Desde que conociera a Candy, hace tres años, habían sido amigos inseparables, no es que él hubiera pasado por alto lo hermosa que era, o cómo se movían sus pecas sobre su nariz cuando gesticulaba con la cara, o cómo podría ser capaz de hundirse en sus ojos que parecían dos esmeraldas, o cómo su maravilloso cuerpo podía hacer perder la cabeza a cualquiera que la conocía; pero sabía que ella solo podía ofrecerle su amistad. Una amistad que nació al comprender que Candy estaba profundamente herida por la conducta de su esposo, y por lo tanto, eso hacía que desconfiara de los hombres, y lo peor de todo, de que el amor verdadero existiese.

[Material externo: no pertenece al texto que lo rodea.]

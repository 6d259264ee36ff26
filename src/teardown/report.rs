// ABOUTME: Teardown report: what was found and removed, and what could not be.
// ABOUTME: Per-resource failures make the status Partial instead of failing the call.

use std::fmt;
use std::path::PathBuf;

use serde::Serialize;

use crate::types::PrNumber;

#[derive(Debug, Clone, Copy, PartialEq, Eq, Serialize)]
#[serde(rename_all = "lowercase")]
pub enum TeardownStatus {
    Success,
    Partial,
}

#[derive(Debug, Clone, Copy, PartialEq, Eq, Serialize)]
#[serde(rename_all = "lowercase")]
pub enum TeardownStep {
    Namespaces,
    Images,
    Processes,
    Files,
}

impl fmt::Display for TeardownStep {
    fn fmt(&self, f: &mut fmt::Formatter<'_>) -> fmt::Result {
        f.write_str(match self {
            TeardownStep::Namespaces => "namespaces",
            TeardownStep::Images => "images",
            TeardownStep::Processes => "processes",
            TeardownStep::Files => "files",
        })
    }
}

#[derive(Debug, Clone, PartialEq, Eq, Serialize)]
pub struct TeardownFailure {
    pub step: TeardownStep,
    /// What could not be removed (or listed).
    pub resource: String,
    pub error: String,
}

#[derive(Debug, Clone, PartialEq, Eq, Serialize)]
pub struct TerminatedProcess {
    pub pid: u32,
    /// Port the process was found listening on, if found that way.
    pub port: Option<u16>,
}

#[derive(Debug, Clone, PartialEq, Eq, Serialize)]
pub struct TeardownReport {
    pub pr_number: PrNumber,
    pub status: TeardownStatus,
    pub namespaces: Vec<String>,
    pub images: Vec<String>,
    pub processes: Vec<TerminatedProcess>,
    pub files: Vec<PathBuf>,
    pub failures: Vec<TeardownFailure>,
}

impl TeardownReport {
    pub fn new(pr_number: PrNumber) -> Self {
        Self {
            pr_number,
            status: TeardownStatus::Success,
            namespaces: Vec::new(),
            images: Vec::new(),
            processes: Vec::new(),
            files: Vec::new(),
            failures: Vec::new(),
        }
    }

    pub(crate) fn fail(
        &mut self,
        step: TeardownStep,
        resource: impl Into<String>,
        error: impl ToString,
    ) {
        let failure = TeardownFailure {
            step,
            resource: resource.into(),
            error: error.to_string(),
        };
        tracing::warn!(
            step = %failure.step,
            resource = %failure.resource,
            error = %failure.error,
            "teardown step failed"
        );
        self.failures.push(failure);
        self.status = TeardownStatus::Partial;
    }

    pub fn is_success(&self) -> bool {
        self.status == TeardownStatus::Success
    }

    /// Nothing was found to remove.
    pub fn is_empty(&self) -> bool {
        self.namespaces.is_empty()
            && self.images.is_empty()
            && self.processes.is_empty()
            && self.files.is_empty()
    }
}
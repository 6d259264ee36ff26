// ABOUTME: Errors from classification and image operations.
// ABOUTME: ImageError separates build failures from tag/push failures.

use std::path::PathBuf;

use super::compose::ComposeError;
use crate::process::ProcessRunError;

/// Errors from the container build/publish backend.
#[derive(Debug, thiserror::Error)]
pub enum ImageError {
    #[error("image build failed: {0}")]
    BuildFailed(String),

    #[error("image push failed: {0}")]
    PushFailed(String),

    #[error("image not found: {0}")]
    NotFound(String),

    #[error("image backend error: {0}")]
    Runtime(String),

    #[error(transparent)]
    Process(#[from] ProcessRunError),
}

impl ImageError {
    /// True for failures that happened while building, as opposed to publishing.
    pub fn is_build_failure(&self) -> bool {
        matches!(self, ImageError::BuildFailed(_))
    }
}

/// Errors from classifying a checkout into build plans.
#[derive(Debug, thiserror::Error)]
pub enum ClassifyError {
    #[error("invalid compose descriptor {path:?}: {source}")]
    Compose {
        path: PathBuf,
        #[source]
        source: ComposeError,
    },

    #[error("compose service {service} uses an invalid image reference: {image}")]
    InvalidImage { service: String, image: String },

    #[error("nothing to build in {root:?}")]
    NoPlans { root: PathBuf },
}
// ABOUTME: Service tunnel and local port-forward processes.
// ABOUTME: Spawned in the background and recorded in the state directory for teardown.

use std::path::PathBuf;
use std::time::Duration;

use async_trait::async_trait;
use tokio::net::TcpStream;

use crate::config::ToolCommand;
use crate::process::{self, BackgroundProcess, CommandSpec, ProcessRunError};
use crate::state_files::ProcessRecord;
use crate::types::NamespaceName;

const FORWARD_POLL_INTERVAL: Duration = Duration::from_millis(200);

/// Errors from tunnel and forward processes.
#[derive(Debug, thiserror::Error)]
pub enum TunnelError {
    #[error("tunnel did not start: {0}")]
    FailedToStart(String),

    #[error("port-forward to {service} did not become ready: {message}")]
    ForwardFailed { service: String, message: String },

    #[error(transparent)]
    Process(#[from] ProcessRunError),
}

/// Makes cluster services reachable from this machine.
#[async_trait]
pub trait TunnelOps: Send + Sync {
    /// Start the cluster-provided service tunnel for a namespace.
    async fn start_tunnel(&self, namespace: &NamespaceName) -> Result<(), TunnelError>;

    /// Forward `127.0.0.1:{local_port}` to the service's `remote_port`.
    async fn forward(
        &self,
        namespace: &NamespaceName,
        service: &str,
        local_port: u16,
        remote_port: u16,
    ) -> Result<(), TunnelError>;
}

/// Runs the configured tunnel command and `kubectl port-forward`.
#[derive(Debug, Clone)]
pub struct CliTunnel {
    tunnel: ToolCommand,
    kubectl: ToolCommand,
    state_dir: PathBuf,
    settle: Duration,
    forward_timeout: Duration,
}

impl CliTunnel {
    pub fn new(
        tunnel: ToolCommand,
        kubectl: ToolCommand,
        state_dir: impl Into<PathBuf>,
        settle: Duration,
        forward_timeout: Duration,
    ) -> Self {
        Self {
            tunnel,
            kubectl,
            state_dir: state_dir.into(),
            settle,
            forward_timeout,
        }
    }

    fn log_path(&self, namespace: &NamespaceName, role: &str) -> PathBuf {
        self.state_dir.join(format!("{namespace}-{role}.log"))
    }

    /// Record the process so teardown can stop it, then let it run on.
    fn keep(
        &self,
        child: BackgroundProcess,
        namespace: &NamespaceName,
        role: &str,
        local_port: Option<u16>,
    ) {
        let Some(pid) = child.detach() else {
            return;
        };
        let record = ProcessRecord::new(pid, role, local_port);
        if let Err(e) = record.write(&self.state_dir, namespace) {
            tracing::warn!(pid, role, error = %e, "failed to record background process");
        }
    }
}

/// Last non-empty line of a process log, for error messages.
fn log_tail(path: &std::path::Path) -> String {
    std::fs::read_to_string(path)
        .ok()
        .and_then(|text| {
            text.lines()
                .rev()
                .find(|line| !line.trim().is_empty())
                .map(|line| line.trim().to_string())
        })
        .unwrap_or_else(|| "process exited".to_string())
}

#[async_trait]
impl TunnelOps for CliTunnel {
    async fn start_tunnel(&self, namespace: &NamespaceName) -> Result<(), TunnelError> {
        let log_path = self.log_path(namespace, "tunnel");
        let spec = CommandSpec::tool(&self.tunnel);
        let mut child = process::spawn_background(&spec, &log_path)?;

        tokio::time::sleep(self.settle).await;
        if !child.is_running() {
            return Err(TunnelError::FailedToStart(log_tail(&log_path)));
        }

        tracing::info!(namespace = %namespace, pid = ?child.pid(), "tunnel started");
        self.keep(child, namespace, "tunnel", None);
        Ok(())
    }

    async fn forward(
        &self,
        namespace: &NamespaceName,
        service: &str,
        local_port: u16,
        remote_port: u16,
    ) -> Result<(), TunnelError> {
        let role = format!("{service}-forward");
        let log_path = self.log_path(namespace, &role);
        let spec = CommandSpec::tool(&self.kubectl)
            .args(["port-forward", "-n", namespace.as_str(), "--address", "127.0.0.1"])
            .arg(format!("service/{service}"))
            .arg(format!("{local_port}:{remote_port}"));
        let mut child = process::spawn_background(&spec, &log_path)?;

        let addr = ("127.0.0.1", local_port);
        let deadline = tokio::time::Instant::now() + self.forward_timeout;
        loop {
            if !child.is_running() {
                return Err(TunnelError::ForwardFailed {
                    service: service.to_string(),
                    message: log_tail(&log_path),
                });
            }
            if TcpStream::connect(addr).await.is_ok() {
                break;
            }
            if tokio::time::Instant::now() >= deadline {
                child.kill().await;
                return Err(TunnelError::ForwardFailed {
                    service: service.to_string(),
                    message: format!("no listener on port {local_port} after {:?}", self.forward_timeout),
                });
            }
            tokio::time::sleep(FORWARD_POLL_INTERVAL).await;
        }

        tracing::info!(
            namespace = %namespace,
            service,
            local_port,
            remote_port,
            "port-forward established"
        );
        self.keep(child, namespace, &role, Some(local_port));
        Ok(())
    }
}
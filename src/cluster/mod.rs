// ABOUTME: Cluster control-plane capabilities and their kubectl implementation.
// ABOUTME: Namespaces, manifest apply, rollout waits, service ports and node addresses.

mod error;
mod kubectl;
mod parse;
mod traits;

pub use error::ClusterError;
pub use kubectl::Kubectl;
pub use traits::{ClusterOps, NamespaceOps, NodeOps, ObjectOps, ServiceOps, ServicePorts};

Por eso él decidió ganarse su confianza desinteresadamente. Y le ofreció su amistad sin esperar nada a cambio, solo el deseo de que recuperara la confianza en sí misma y elevara su autoestima. Y ella lo había aceptado.

De esa forma, había podido estar cerca de ella y ser su paño de lágrimas cuando se instaló su esposo en el pueblo. Aunque durante ese tiempo él se mantuvo alejado de ella para evitar darle una opinión parcial, una vez que el actor se marchó, él la sostuvo en su pesar. Sabía que ella no le amaba lo suficiente como para regresar con él, pero aun así, había sido doloroso para ella.

Y así habían continuado. Como amigos, confidentes y compañeros. Él estaba seguro que lo que sentía por ella era solo cariño fraternal, pero esa tarde se dio cuenta que era algo más, mucho más profundo.

Ella lo había acompañado, como casi siempre lo hacía cuando su trabajo lo permitía, a sus visitas particulares. Con el caballo en cuestión, estuvieron trabajando casi toda la tarde, este tenía el tobillo lastimado y cuando Albert se dispuso a vendarle la herida, ella se la quitó de las manos. Fue un roce suave, común y corriente, como otros tantos en tres años, pero ese día fue diferente. Sus dedos se rozaron y ella se quedó paralizada, él no se quedó atrás. Sus miradas se encontraron, el aire se tornó electrizante y el tiempo se detuvo. Parecía como si estuvieran en una especie de trance, y él recorrió su bello rostro como si fuera una caricia íntima. Y cuando se posó en sus labios color carmín, fue como si sus dedos los recorrieran con infinita ternura y pasión contenida.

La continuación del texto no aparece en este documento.